*Task objective*
Transcribe the listing below only from the line with "fn from(kind: String)" up to and including the line with "pub struct FieldSpec".
* * * * * * *
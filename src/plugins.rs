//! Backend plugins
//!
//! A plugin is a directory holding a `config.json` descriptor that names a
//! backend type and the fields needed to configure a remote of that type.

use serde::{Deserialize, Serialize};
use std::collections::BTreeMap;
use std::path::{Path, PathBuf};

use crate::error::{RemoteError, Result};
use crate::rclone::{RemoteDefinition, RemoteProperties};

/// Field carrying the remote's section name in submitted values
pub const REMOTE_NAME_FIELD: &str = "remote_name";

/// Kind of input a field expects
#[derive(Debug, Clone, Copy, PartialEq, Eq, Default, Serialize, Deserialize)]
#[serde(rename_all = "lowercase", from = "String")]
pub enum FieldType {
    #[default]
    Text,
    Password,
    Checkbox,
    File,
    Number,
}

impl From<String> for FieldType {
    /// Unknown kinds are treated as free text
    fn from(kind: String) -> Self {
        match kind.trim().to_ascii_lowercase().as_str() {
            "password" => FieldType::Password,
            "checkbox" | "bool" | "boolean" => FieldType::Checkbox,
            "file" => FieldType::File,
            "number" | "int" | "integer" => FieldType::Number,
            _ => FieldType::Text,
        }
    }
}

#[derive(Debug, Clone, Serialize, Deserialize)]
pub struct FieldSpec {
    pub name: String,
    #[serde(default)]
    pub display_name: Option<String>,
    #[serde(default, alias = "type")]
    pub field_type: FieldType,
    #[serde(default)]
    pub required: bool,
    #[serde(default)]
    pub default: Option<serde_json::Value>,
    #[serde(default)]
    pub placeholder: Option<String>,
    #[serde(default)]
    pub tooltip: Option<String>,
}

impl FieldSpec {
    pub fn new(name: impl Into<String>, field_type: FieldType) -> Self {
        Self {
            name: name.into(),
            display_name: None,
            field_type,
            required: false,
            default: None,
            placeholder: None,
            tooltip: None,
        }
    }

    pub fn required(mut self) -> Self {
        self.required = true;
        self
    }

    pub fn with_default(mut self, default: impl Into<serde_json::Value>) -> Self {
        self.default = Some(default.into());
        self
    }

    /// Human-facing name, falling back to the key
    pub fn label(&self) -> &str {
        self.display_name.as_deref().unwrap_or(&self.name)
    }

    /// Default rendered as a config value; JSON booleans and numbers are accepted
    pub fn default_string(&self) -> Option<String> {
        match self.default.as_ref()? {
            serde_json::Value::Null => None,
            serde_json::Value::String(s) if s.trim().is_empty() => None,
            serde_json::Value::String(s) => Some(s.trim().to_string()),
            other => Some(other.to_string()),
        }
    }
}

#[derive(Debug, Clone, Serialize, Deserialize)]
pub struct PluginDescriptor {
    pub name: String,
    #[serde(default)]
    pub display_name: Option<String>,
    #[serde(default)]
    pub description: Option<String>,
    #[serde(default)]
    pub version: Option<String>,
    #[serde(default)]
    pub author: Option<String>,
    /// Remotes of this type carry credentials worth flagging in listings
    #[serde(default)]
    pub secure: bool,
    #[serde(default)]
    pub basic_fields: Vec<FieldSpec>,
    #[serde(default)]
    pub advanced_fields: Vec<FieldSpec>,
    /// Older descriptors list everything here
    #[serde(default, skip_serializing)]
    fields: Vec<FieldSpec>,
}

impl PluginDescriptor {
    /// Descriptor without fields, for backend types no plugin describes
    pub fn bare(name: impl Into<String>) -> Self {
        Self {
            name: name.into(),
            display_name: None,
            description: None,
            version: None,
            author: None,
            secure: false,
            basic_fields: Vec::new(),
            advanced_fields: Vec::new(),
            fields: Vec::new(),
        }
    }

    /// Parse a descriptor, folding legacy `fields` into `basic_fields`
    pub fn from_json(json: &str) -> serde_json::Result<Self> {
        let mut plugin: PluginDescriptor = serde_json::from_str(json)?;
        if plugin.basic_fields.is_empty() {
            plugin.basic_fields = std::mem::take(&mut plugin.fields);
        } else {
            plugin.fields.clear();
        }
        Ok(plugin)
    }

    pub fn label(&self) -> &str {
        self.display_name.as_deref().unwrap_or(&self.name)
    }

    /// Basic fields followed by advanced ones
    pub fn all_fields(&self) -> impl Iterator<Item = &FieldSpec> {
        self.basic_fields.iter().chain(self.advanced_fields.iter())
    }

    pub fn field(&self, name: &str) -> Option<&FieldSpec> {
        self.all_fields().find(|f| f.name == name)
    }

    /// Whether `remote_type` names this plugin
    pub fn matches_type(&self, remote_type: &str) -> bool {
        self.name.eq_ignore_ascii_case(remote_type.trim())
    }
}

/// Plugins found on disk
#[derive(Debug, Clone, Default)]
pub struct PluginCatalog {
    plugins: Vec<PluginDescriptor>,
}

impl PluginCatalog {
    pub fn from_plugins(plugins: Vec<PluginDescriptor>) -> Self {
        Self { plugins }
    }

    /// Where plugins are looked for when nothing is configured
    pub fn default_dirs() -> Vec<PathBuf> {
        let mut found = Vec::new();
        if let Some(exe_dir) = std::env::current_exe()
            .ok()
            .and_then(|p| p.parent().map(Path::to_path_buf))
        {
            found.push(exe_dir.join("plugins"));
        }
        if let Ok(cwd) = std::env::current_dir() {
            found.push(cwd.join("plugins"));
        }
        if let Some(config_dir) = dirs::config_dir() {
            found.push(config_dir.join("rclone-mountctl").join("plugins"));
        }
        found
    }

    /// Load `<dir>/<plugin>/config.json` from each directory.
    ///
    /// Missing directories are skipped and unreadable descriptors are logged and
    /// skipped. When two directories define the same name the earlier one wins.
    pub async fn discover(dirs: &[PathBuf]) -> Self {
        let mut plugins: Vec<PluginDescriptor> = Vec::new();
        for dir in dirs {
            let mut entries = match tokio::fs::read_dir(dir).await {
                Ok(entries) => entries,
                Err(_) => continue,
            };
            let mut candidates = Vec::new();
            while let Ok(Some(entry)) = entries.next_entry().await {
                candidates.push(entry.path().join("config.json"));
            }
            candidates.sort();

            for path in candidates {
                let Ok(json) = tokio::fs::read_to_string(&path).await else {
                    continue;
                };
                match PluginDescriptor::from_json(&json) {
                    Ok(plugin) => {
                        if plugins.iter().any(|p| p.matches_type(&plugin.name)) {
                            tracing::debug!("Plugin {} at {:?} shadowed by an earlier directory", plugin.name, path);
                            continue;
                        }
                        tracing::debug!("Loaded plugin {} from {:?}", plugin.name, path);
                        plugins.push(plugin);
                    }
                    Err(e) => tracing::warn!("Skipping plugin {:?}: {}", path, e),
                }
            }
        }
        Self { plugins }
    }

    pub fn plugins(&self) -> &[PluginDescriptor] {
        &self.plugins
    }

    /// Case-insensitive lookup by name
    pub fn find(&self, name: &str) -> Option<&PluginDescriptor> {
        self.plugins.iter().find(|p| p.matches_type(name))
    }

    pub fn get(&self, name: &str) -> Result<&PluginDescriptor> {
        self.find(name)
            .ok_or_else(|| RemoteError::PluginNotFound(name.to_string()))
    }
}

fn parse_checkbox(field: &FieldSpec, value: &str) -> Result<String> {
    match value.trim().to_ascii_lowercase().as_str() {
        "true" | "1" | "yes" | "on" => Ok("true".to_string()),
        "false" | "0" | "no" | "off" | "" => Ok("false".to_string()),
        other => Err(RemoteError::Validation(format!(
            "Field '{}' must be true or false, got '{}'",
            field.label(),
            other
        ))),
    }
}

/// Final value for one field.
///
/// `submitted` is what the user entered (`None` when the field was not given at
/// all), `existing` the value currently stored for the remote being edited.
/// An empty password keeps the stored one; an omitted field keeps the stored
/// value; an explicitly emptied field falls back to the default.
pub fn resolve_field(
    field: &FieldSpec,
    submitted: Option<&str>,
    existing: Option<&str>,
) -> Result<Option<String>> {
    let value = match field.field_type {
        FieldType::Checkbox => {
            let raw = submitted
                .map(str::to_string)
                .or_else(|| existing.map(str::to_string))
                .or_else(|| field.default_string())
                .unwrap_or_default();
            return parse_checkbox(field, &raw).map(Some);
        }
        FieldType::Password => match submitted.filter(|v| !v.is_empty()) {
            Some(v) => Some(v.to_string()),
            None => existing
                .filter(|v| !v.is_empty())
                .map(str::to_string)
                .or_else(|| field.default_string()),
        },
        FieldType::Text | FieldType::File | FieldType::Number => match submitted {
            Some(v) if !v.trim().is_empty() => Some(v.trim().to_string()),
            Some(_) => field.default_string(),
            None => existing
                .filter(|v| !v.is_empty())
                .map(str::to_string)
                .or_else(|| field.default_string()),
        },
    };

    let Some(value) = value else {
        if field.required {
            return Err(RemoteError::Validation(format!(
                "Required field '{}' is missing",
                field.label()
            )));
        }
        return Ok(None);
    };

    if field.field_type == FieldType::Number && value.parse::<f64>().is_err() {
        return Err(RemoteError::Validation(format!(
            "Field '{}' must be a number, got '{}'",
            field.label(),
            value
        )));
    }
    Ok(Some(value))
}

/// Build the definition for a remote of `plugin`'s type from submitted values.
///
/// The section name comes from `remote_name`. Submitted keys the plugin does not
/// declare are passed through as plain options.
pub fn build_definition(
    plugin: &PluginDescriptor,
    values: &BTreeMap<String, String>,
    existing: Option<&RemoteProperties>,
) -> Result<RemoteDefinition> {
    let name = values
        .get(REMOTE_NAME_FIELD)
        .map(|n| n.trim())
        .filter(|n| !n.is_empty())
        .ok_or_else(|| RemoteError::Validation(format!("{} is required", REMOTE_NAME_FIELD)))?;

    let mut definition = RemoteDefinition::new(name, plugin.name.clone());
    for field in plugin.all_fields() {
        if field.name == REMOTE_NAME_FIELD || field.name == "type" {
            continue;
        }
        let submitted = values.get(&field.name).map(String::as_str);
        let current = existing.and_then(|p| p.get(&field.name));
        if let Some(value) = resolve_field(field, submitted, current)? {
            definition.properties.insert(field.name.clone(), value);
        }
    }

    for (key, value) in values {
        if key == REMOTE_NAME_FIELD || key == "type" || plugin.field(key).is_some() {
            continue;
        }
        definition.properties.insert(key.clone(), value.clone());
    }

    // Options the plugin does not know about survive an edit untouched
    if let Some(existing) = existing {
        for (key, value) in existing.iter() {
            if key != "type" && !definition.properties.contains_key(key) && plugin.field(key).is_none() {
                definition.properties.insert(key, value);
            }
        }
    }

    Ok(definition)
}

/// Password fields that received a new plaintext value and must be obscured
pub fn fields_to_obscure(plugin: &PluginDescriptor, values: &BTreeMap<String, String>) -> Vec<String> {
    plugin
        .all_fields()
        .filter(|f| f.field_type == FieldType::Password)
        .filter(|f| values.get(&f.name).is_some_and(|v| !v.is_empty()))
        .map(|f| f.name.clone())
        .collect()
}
* * * * * * *
*Task solution*
    fn from(kind: String) -> Self {
        match kind.trim().to_ascii_lowercase().as_str() {
            "password" => FieldType::Password,
            "checkbox" | "bool" | "boolean" => FieldType::Checkbox,
            "file" => FieldType::File,
            "number" | "int" | "integer" => FieldType::Number,
            _ => FieldType::Text,
        }
    }
}

#[derive(Debug, Clone, Serialize, Deserialize)]
pub struct FieldSpec {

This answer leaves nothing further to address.